Ils hésitent assez longtemps pour permettre à l’hélicoptère d’arriver. Un projecteur illumine les bigots et la sono diffuse un avertissement tonitruant.

« Attention ! Vous entravez la mission d’un officier de police. Barrez-vous immédiatement et rentrez dans vos baraques de merde ! »

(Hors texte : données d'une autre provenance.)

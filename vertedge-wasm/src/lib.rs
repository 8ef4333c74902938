use wasm_bindgen::prelude::*;
mod api;
mod canvas;
mod error;
mod interop;
mod logger;

use canvas::Surface;

#[wasm_bindgen]
pub struct Editor {
    pub(crate) inner: vertedge::editor::Editor,
    pub(crate) surface: Surface,
}

impl Editor {
    pub fn rs_new(config: vertedge::editor::config::EditorConfig) -> Editor {
        Editor { inner: vertedge::editor::Editor::new(config), surface: Surface::headless(1.0) }
    }
    pub fn rs_version(&self) -> u64 { self.inner.graph.version() }
}
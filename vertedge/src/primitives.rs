//! Path construction, painting and hit-testing for vertices and edges.

use crate::geometry::viewport::Viewport;
use crate::geometry::vector::Vector2;
use crate::model::{Edge, EdgeGeometry, Shape, Vertex, DIAMOND_FACTOR};
use crate::render::{with_alpha, DrawContext};

/// Extra stroke width of the hover/selection halo, in screen pixels.
pub const HALO_PADDING: f64 = 4.0;
/// Smallest clickable stroke for unselected elements, in screen pixels.
pub const MIN_HIT_WIDTH: f64 = 12.0;
/// Radius of the clickable area around an edge's control point.
pub const HANDLE_HIT_RADIUS: f64 = 10.0;
/// Half-diagonal of the control point marker.
pub const HANDLE_MARKER_SIZE: f64 = 8.0;

const ALPHA_SELECTED: &str = "cc";
const ALPHA_HOVER: &str = "99";
const ALPHA_GUIDE: &str = "77";
const GUIDE_DASH: [f64; 2] = [2.0, 5.0];

fn hit_width(line_width: f64, select: bool, view: &Viewport) -> f64 {
    let w = line_width * view.zoom() + HALO_PADDING;
    if select { w } else { w.max(MIN_HIT_WIDTH) }
}

fn scaled_dash(dash: &[f64], line_width: f64, view: &Viewport) -> Vec<f64> {
    dash.iter().map(|d| d * line_width * view.zoom()).collect()
}

fn diamond(ctx: &mut dyn DrawContext, c: Vector2, half: f64) {
    ctx.move_to(c.x, c.y - half);
    ctx.line_to(c.x - half, c.y);
    ctx.line_to(c.x, c.y + half);
    ctx.line_to(c.x + half, c.y);
    ctx.close_path();
}

fn halo(ctx: &mut dyn DrawContext, select: bool, highlight: &str, line_width: f64, view: &Viewport) {
    let alpha = if select { ALPHA_SELECTED } else { ALPHA_HOVER };
    ctx.set_stroke_style(&with_alpha(highlight, alpha));
    ctx.set_line_width(line_width * view.zoom() + HALO_PADDING);
    ctx.set_line_dash(&[]);
}

impl Vertex {
    pub fn path(&self, ctx: &mut dyn DrawContext, view: &Viewport) {
        let pos = view.transform(self.pos());
        let r = self.r.abs() * view.zoom();
        ctx.begin_path();
        match self.shape {
            Shape::Circle => ctx.ellipse(pos.x, pos.y, r, r),
            Shape::Square => ctx.rect(pos.x - r, pos.y - r, 2.0 * r, 2.0 * r),
            Shape::Diamond => diamond(ctx, pos, DIAMOND_FACTOR * r),
        }
    }

    /// Paints the vertex, preceded by a highlight halo when hovered or selected.
    pub fn draw(&self, ctx: &mut dyn DrawContext, hover: bool, select: bool, highlight: &str, view: &Viewport) {
        if hover || select {
            halo(ctx, select, highlight, self.line_width, view);
            self.path(ctx, view);
            ctx.stroke();
        }
        ctx.set_fill_style(&self.fill);
        ctx.set_stroke_style(&self.stroke);
        ctx.set_line_width(self.line_width * view.zoom());
        ctx.set_line_dash(&scaled_dash(&self.line_dash, self.line_width, view));
        self.path(ctx, view);
        if self.r.abs() > 0.0 {
            ctx.fill();
        }
        if self.line_width > 0.0 {
            ctx.stroke();
        }
    }

    /// Hit test. `pos` is in world coordinates unless `screen` is set.
    pub fn contains(&self, ctx: &mut dyn DrawContext, pos: Vector2, select: bool, view: &Viewport, screen: bool) -> bool {
        let pos = if screen { pos } else { view.transform(pos) };
        ctx.set_line_width(hit_width(self.line_width, select, view));
        self.path(ctx, view);
        let (x, y) = (pos.x * view.scale(), pos.y * view.scale());
        ctx.is_point_in_path(x, y) || ctx.is_point_in_stroke(x, y)
    }
}

impl EdgeGeometry {
    pub fn path(&self, ctx: &mut dyn DrawContext, view: &Viewport) {
        ctx.begin_path();
        match *self {
            EdgeGeometry::Line { a, b } => {
                let (a, b) = (view.transform(a), view.transform(b));
                ctx.move_to(a.x, a.y);
                ctx.line_to(b.x, b.y);
            }
            EdgeGeometry::Curve { a, cp, b } => {
                let (a, cp, b) = (view.transform(a), view.transform(cp), view.transform(b));
                ctx.move_to(a.x, a.y);
                ctx.quadratic_curve_to(cp.x, cp.y, b.x, b.y);
            }
            EdgeGeometry::Loop { anchor, cp } => {
                let (a, cp) = (view.transform(anchor), view.transform(cp));
                let radius = 0.5 * a.distance(cp);
                let c = a.midpoint(cp);
                ctx.ellipse(c.x, c.y, radius, radius);
            }
        }
    }
}

impl Edge {
    /// Paints the edge. Selected curves and loops also get their control
    /// handle, and curves get guide lines from both endpoints to it.
    pub fn draw(
        &self,
        geom: &EdgeGeometry,
        ctx: &mut dyn DrawContext,
        hover: bool,
        select: bool,
        highlight: &str,
        view: &Viewport,
    ) {
        if hover || select {
            halo(ctx, select, highlight, self.line_width, view);
            geom.path(ctx, view);
            ctx.stroke();
        }
        ctx.set_stroke_style(&self.stroke);
        ctx.set_line_width(self.line_width * view.zoom());
        ctx.set_line_dash(&scaled_dash(&self.line_dash, self.line_width, view));
        geom.path(ctx, view);
        if self.line_width > 0.0 {
            ctx.stroke();
        }
        let Some(cp) = geom.control_point() else {
            return;
        };
        if !select {
            return;
        }
        let cp = view.transform(cp);
        if let EdgeGeometry::Curve { a, b, .. } = *geom {
            let (a, b) = (view.transform(a), view.transform(b));
            ctx.set_stroke_style(&with_alpha(highlight, ALPHA_GUIDE));
            ctx.set_line_width(2.0);
            ctx.set_line_dash(&GUIDE_DASH);
            ctx.begin_path();
            ctx.move_to(a.x, a.y);
            ctx.line_to(cp.x, cp.y);
            ctx.move_to(b.x, b.y);
            ctx.line_to(cp.x, cp.y);
            ctx.stroke();
        }
        ctx.set_fill_style(&with_alpha(highlight, ALPHA_SELECTED));
        ctx.set_line_dash(&[]);
        ctx.begin_path();
        diamond(ctx, cp, HANDLE_MARKER_SIZE);
        ctx.fill();
    }

    /// Hit test against the stroke, or the control handle of a curve/loop.
    pub fn contains(
        &self,
        geom: &EdgeGeometry,
        ctx: &mut dyn DrawContext,
        pos: Vector2,
        select: bool,
        view: &Viewport,
        screen: bool,
    ) -> bool {
        let pos = if screen { pos } else { view.transform(pos) };
        let (x, y) = (pos.x * view.scale(), pos.y * view.scale());
        if let Some(cp) = geom.control_point() {
            let cp = view.transform(cp);
            ctx.begin_path();
            ctx.ellipse(cp.x, cp.y, HANDLE_HIT_RADIUS, HANDLE_HIT_RADIUS);
            if ctx.is_point_in_path(x, y) {
                return true;
            }
        }
        ctx.set_line_width(hit_width(self.line_width, select, view));
        geom.path(ctx, view);
        ctx.is_point_in_stroke(x, y)
    }
}
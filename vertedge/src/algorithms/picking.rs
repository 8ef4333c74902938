use crate::geometry::vector::Vector2;
use crate::geometry::viewport::Viewport;
use crate::model::Element;
use crate::render::DrawContext;
use crate::Graph;

/// Topmost element under `screen`, or `None`.
///
/// Vertices paint above edges and later slots above earlier ones, so
/// vertices are tested first, each collection from the last slot back.
/// Selected elements get the tighter selected hit width.
pub fn element_at(
    g: &Graph,
    ctx: &mut dyn DrawContext,
    view: &Viewport,
    screen: Vector2,
    selection: &[Element],
) -> Option<Element> {
    if screen.is_nan() {
        return None;
    }
    for id in g.vertex_ids().rev() {
        let el = Element::Vertex(id);
        let Some(v) = g.vertex(id) else { continue };
        if v.contains(ctx, screen, selection.contains(&el), view, true) {
            return Some(el);
        }
    }
    for id in g.edge_ids().rev() {
        let el = Element::Edge(id);
        let (Some(e), Some(geom)) = (g.edge(id), g.edge_geometry(id)) else { continue };
        if e.contains(&geom, ctx, screen, selection.contains(&el), view, true) {
            return Some(el);
        }
    }
    None
}
use serde::{Deserialize, Serialize};

use super::vector::Vector2;
use super::viewport::Viewport;

/// Axis-aligned rectangle given by an origin and a (possibly negative) size.
///
/// Drag boxes are built from an anchor and the current cursor, so width and
/// height may be negative until [`Rect::normalized`] is applied.
#[derive(Clone, Copy, Debug, Default, PartialEq, Serialize, Deserialize)]
pub struct Rect {
    pub x: f64,
    pub y: f64,
    pub w: f64,
    pub h: f64,
}

impl Rect {
    #[inline]
    pub const fn new(x: f64, y: f64, w: f64, h: f64) -> Self {
        Self { x, y, w, h }
    }

    pub fn from_points(a: Vector2, b: Vector2) -> Self {
        Rect::new(a.x, a.y, b.x - a.x, b.y - a.y)
    }

    /// Square of side `2 * half` centred at `center`.
    pub fn around(center: Vector2, half: f64) -> Self {
        Rect::new(center.x - half, center.y - half, 2.0 * half, 2.0 * half)
    }

    #[inline] pub fn cx(&self) -> f64 { self.x + 0.5 * self.w }
    #[inline] pub fn cy(&self) -> f64 { self.y + 0.5 * self.h }
    #[inline] pub fn xw(&self) -> f64 { self.x + self.w }
    #[inline] pub fn yh(&self) -> f64 { self.y + self.h }

    #[inline] pub fn xy(&self) -> Vector2 { Vector2::new(self.x, self.y) }
    #[inline] pub fn xwy(&self) -> Vector2 { Vector2::new(self.xw(), self.y) }
    #[inline] pub fn xyh(&self) -> Vector2 { Vector2::new(self.x, self.yh()) }
    #[inline] pub fn xwyh(&self) -> Vector2 { Vector2::new(self.xw(), self.yh()) }

    /// Corners in clockwise order starting at the origin.
    pub fn corners(&self) -> [Vector2; 4] {
        [self.xy(), self.xwy(), self.xwyh(), self.xyh()]
    }

    #[inline]
    pub fn area(&self) -> f64 {
        self.w * self.h
    }

    pub fn normalized(&self) -> Rect {
        Rect::new(
            if self.w < 0.0 { self.x + self.w } else { self.x },
            if self.h < 0.0 { self.y + self.h } else { self.y },
            self.w.abs(),
            self.h.abs(),
        )
    }

    /// Inclusive containment test against the normalized rectangle.
    pub fn contains(&self, p: Vector2) -> bool {
        let r = self.normalized();
        r.x <= p.x && p.x <= r.xw() && r.y <= p.y && p.y <= r.yh()
    }

    /// Strict overlap between the normalized `self` and `other`.
    ///
    /// Rectangles that merely touch along a side do not intersect.
    pub fn intersects(&self, other: &Rect) -> bool {
        let s = self.normalized();
        !(s.xw() <= other.x || s.x >= other.xw() || s.yh() <= other.y || s.y >= other.yh())
    }

    pub fn transformed(&self, view: &Viewport) -> Rect {
        let tl = view.transform(self.xy());
        let br = view.transform(self.xwyh());
        Rect::from_points(tl, br)
    }

    pub fn located(&self, view: &Viewport) -> Rect {
        let tl = view.locate(self.xy());
        let br = view.locate(self.xwyh());
        Rect::from_points(tl, br)
    }

    /// Grows the rectangle by `d` on every side.
    pub fn inflated(&self, d: f64) -> Rect {
        Rect::new(self.x - d, self.y - d, self.w + 2.0 * d, self.h + 2.0 * d)
    }
}

#[cfg(test)]
mod tests {
    use super::*;

    #[test]
    fn normalizes_negative_extent() {
        let r = Rect::new(10.0, 10.0, -4.0, -6.0).normalized();
        assert_eq!(r, Rect::new(6.0, 4.0, 4.0, 6.0));
    }

    #[test]
    fn contains_is_inclusive() {
        let r = Rect::new(0.0, 0.0, 10.0, 10.0);
        assert!(r.contains(Vector2::new(10.0, 0.0)));
        assert!(!r.contains(Vector2::new(10.1, 0.0)));
        assert!(Rect::new(10.0, 10.0, -10.0, -10.0).contains(Vector2::new(5.0, 5.0)));
    }

    #[test]
    fn touching_edges_do_not_intersect() {
        let a = Rect::new(0.0, 0.0, 10.0, 10.0);
        assert!(!a.intersects(&Rect::new(10.0, 0.0, 5.0, 5.0)));
        assert!(a.intersects(&Rect::new(9.0, 9.0, 5.0, 5.0)));
    }
}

Une échelle de corde descend de l’appareil. Aminat attrape le dernier barreau, s’envole puis grimpe vers l’hélicoptère. À cette hauteur, elle constate l’étendue des dégâts. Les ganglions d’Armoise ont disparu et le paysage est parsemé d’incendies. Il y a quand même un peu d’électricité, peut-être vingt-cinq pour cent, grâce à des générateurs fonctionnant sur batteries et installés après la guerre. Une partie de l’éclairage est fournie par des piles solaires qui conservent encore de l’énergie. Jack ne voulait pas dépendre d’une seule source.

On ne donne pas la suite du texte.